Pemikiran ini senada dengan pemikiran tentang pentingnya belajar menjadi pengikut yang baik di tengah gemuruhnya usaha mempopulerkan dan menjadi pemimpin yang baik. Idenya sederhana saja bahwa sebuah sistem tidak mungkin berjalan hanya dengan bekerjanya satu komponen saja. Selemah apapun sebuah komponen ketika berhadapan dengan komponen yang lain, ia tetap berpotensi mengganggu kelancaran sebuah sistem ketika tidak bekerja. Namun saya sadar ada kemungkinan beberapa alis akan berkerut ketika membaca ini. Kenapa? Silakan baca paragraf selanjutnya.

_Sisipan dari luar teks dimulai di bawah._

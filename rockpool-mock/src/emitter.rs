//! Synchronous multicast channels.
//!
//! An [`Emitter`] is an explicit list of registered callbacks, invoked in
//! registration order at the moment of each publication. There is no queue
//! and no replay: a subscriber only observes values emitted after it
//! subscribed. This is the delivery model for both the backend's connection
//! broadcast and each connection's [`ResponseChannel`].
//!
//! Single-threaded design - no Send bounds, no locking. Callbacks must not
//! publish to (or subscribe to) the emitter currently delivering to them;
//! doing so is a reentrant borrow and panics.

use std::{
    cell::{Cell, RefCell},
    fmt,
    rc::{Rc, Weak},
};

use rockpool_core::{Response, TransportFault};

struct Entry<T> {
    id: u64,
    callback: Box<dyn FnMut(&T)>,
}

struct EmitterInner<T> {
    next_id: u64,
    subscribers: Vec<Entry<T>>,
}

/// A synchronous multicast channel.
///
/// Cloning an emitter produces another handle to the same subscriber list,
/// so a publisher and its subscribers can hold the channel independently.
///
/// # Examples
///
/// ```
/// use rockpool_mock::Emitter;
/// use std::{cell::RefCell, rc::Rc};
///
/// let emitter: Emitter<u32> = Emitter::new();
/// let seen = Rc::new(RefCell::new(Vec::new()));
///
/// let sink = seen.clone();
/// let _sub = emitter.subscribe(move |v| sink.borrow_mut().push(*v));
///
/// emitter.emit(&1);
/// emitter.emit(&2);
/// assert_eq!(*seen.borrow(), vec![1, 2]);
/// ```
pub struct Emitter<T> {
    inner: Rc<RefCell<EmitterInner<T>>>,
}

impl<T> Clone for Emitter<T> {
    fn clone(&self) -> Self {
        Self {
            inner: Rc::clone(&self.inner),
        }
    }
}

impl<T> fmt::Debug for Emitter<T> {
    fn fmt(&self, f: &mut fmt::Formatter<'_>) -> fmt::Result {
        f.debug_struct("Emitter")
            .field("subscribers", &self.inner.borrow().subscribers.len())
            .finish()
    }
}

impl<T: 'static> Emitter<T> {
    /// Create an emitter with no subscribers.
    pub fn new() -> Self {
        Self {
            inner: Rc::new(RefCell::new(EmitterInner {
                next_id: 0,
                subscribers: Vec::new(),
            })),
        }
    }

    /// Register a callback, invoked synchronously for every subsequent
    /// emission until the returned [`Subscription`] is unsubscribed.
    ///
    /// Dropping the handle does NOT unsubscribe; the registration stays
    /// active for the emitter's lifetime unless
    /// [`Subscription::unsubscribe`] is called.
    pub fn subscribe(&self, callback: impl FnMut(&T) + 'static) -> Subscription {
        let id = {
            let mut inner = self.inner.borrow_mut();
            let id = inner.next_id;
            inner.next_id += 1;
            inner.subscribers.push(Entry {
                id,
                callback: Box::new(callback),
            });
            id
        };

        let weak: Weak<RefCell<EmitterInner<T>>> = Rc::downgrade(&self.inner);
        Subscription {
            cancel: Some(Box::new(move || {
                if let Some(inner) = weak.upgrade() {
                    inner.borrow_mut().subscribers.retain(|e| e.id != id);
                }
            })),
        }
    }

    /// Deliver `value` to every currently-registered subscriber, in
    /// registration order. Subscribers registered after this call observe
    /// nothing.
    pub fn emit(&self, value: &T) {
        let mut inner = self.inner.borrow_mut();
        tracing::trace!(subscribers = inner.subscribers.len(), "emitting value");
        for entry in inner.subscribers.iter_mut() {
            (entry.callback)(value);
        }
    }

    /// Number of currently-registered subscribers.
    pub fn subscriber_count(&self) -> usize {
        self.inner.borrow().subscribers.len()
    }
}

impl<T: 'static> Default for Emitter<T> {
    fn default() -> Self {
        Self::new()
    }
}

/// Handle for a registered callback.
///
/// Unsubscription is explicit: dropping the handle leaves the callback
/// registered. This keeps `let _ = emitter.subscribe(...)` working the way
/// test harnesses expect.
pub struct Subscription {
    cancel: Option<Box<dyn FnOnce()>>,
}

impl Subscription {
    /// Remove the callback from its emitter. Safe to call after the emitter
    /// is gone.
    pub fn unsubscribe(mut self) {
        if let Some(cancel) = self.cancel.take() {
            cancel();
        }
    }
}

impl fmt::Debug for Subscription {
    fn fmt(&self, f: &mut fmt::Formatter<'_>) -> fmt::Result {
        f.debug_struct("Subscription").finish_non_exhaustive()
    }
}

/// One notification on a connection's response channel.
#[derive(Debug, Clone, PartialEq)]
pub enum ResponseEvent {
    /// The single success value of the exchange.
    Response(Response),
    /// The exchange failed; terminal on its own, no [`Complete`](Self::Complete)
    /// follows.
    Failed(TransportFault),
    /// Normal completion marker, emitted exactly once after a success value.
    Complete,
}

/// Per-connection notification stream for the eventual response.
///
/// The channel delivers exactly one terminal outcome: a response followed by
/// [`ResponseEvent::Complete`], or a [`ResponseEvent::Failed`] on its own.
/// After that it is closed and further publications are dropped, mirroring a
/// stopped stream. Clones share the same underlying channel.
#[derive(Debug, Clone)]
pub struct ResponseChannel {
    events: Emitter<ResponseEvent>,
    closed: Rc<Cell<bool>>,
}

impl ResponseChannel {
    /// Create an open channel with no subscribers.
    pub fn new() -> Self {
        Self {
            events: Emitter::new(),
            closed: Rc::new(Cell::new(false)),
        }
    }

    /// Register a callback for the channel's events.
    ///
    /// Same delivery rules as [`Emitter::subscribe`]: synchronous, in
    /// registration order, no replay of anything already delivered.
    pub fn subscribe(&self, callback: impl FnMut(&ResponseEvent) + 'static) -> Subscription {
        self.events.subscribe(callback)
    }

    /// Whether a terminal event has already been published.
    pub fn is_closed(&self) -> bool {
        self.closed.get()
    }

    /// Publish the success value, signal completion, and close.
    pub(crate) fn deliver(&self, response: Response) {
        if self.closed.get() {
            tracing::trace!("response dropped: channel already closed");
            return;
        }
        self.events.emit(&ResponseEvent::Response(response));
        self.events.emit(&ResponseEvent::Complete);
        self.closed.set(true);
    }

    /// Publish the error signal and close. No completion marker follows.
    pub(crate) fn fail(&self, fault: TransportFault) {
        if self.closed.get() {
            tracing::trace!("fault dropped: channel already closed");
            return;
        }
        self.events.emit(&ResponseEvent::Failed(fault));
        self.closed.set(true);
    }
}

impl Default for ResponseChannel {
    fn default() -> Self {
        Self::new()
    }
}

Beberapa tahun lalu saya mendampingi ayah saya ketika rawat inap di sebuah rumah sakit swasta di Jogja. Saat itu sang pemilik rumah sakit baru saja meminta maaf karena pelayanan yang kurang memuaskan dari karyawannya. Saya masih ingat betul bagaimana sang pemilik rumah sakit meminta maaf sambil membungkukkan badannya. Lalu setelah kondisi lebih santai, beliau pun bercerita ngalor ngidul termasuk mengenai loyalitas staf di rumah sakit tersebut. Bagaimana beliau kesulitan untuk membina loyalitas pada salah satunya dokter yang kadang ‘mencuri’ pasien dari rumah sakitnya. Salah satu caranya adalah dengan merekomendasikan pasiennya yang rawat inap di rumah sakit tersebut untuk kontrol ke tempat praktek pribadinya. Hal ini tentu saja merugikan rumah sakit tersebut yang membuka layanan rawat jalan. Loyalitas karyawan kepada perusahaan jelas menjadi satu topik hangat bagi perusahaan/organisasi dan mereka yang memposisikan diri sebagai manajer dan pemimpin.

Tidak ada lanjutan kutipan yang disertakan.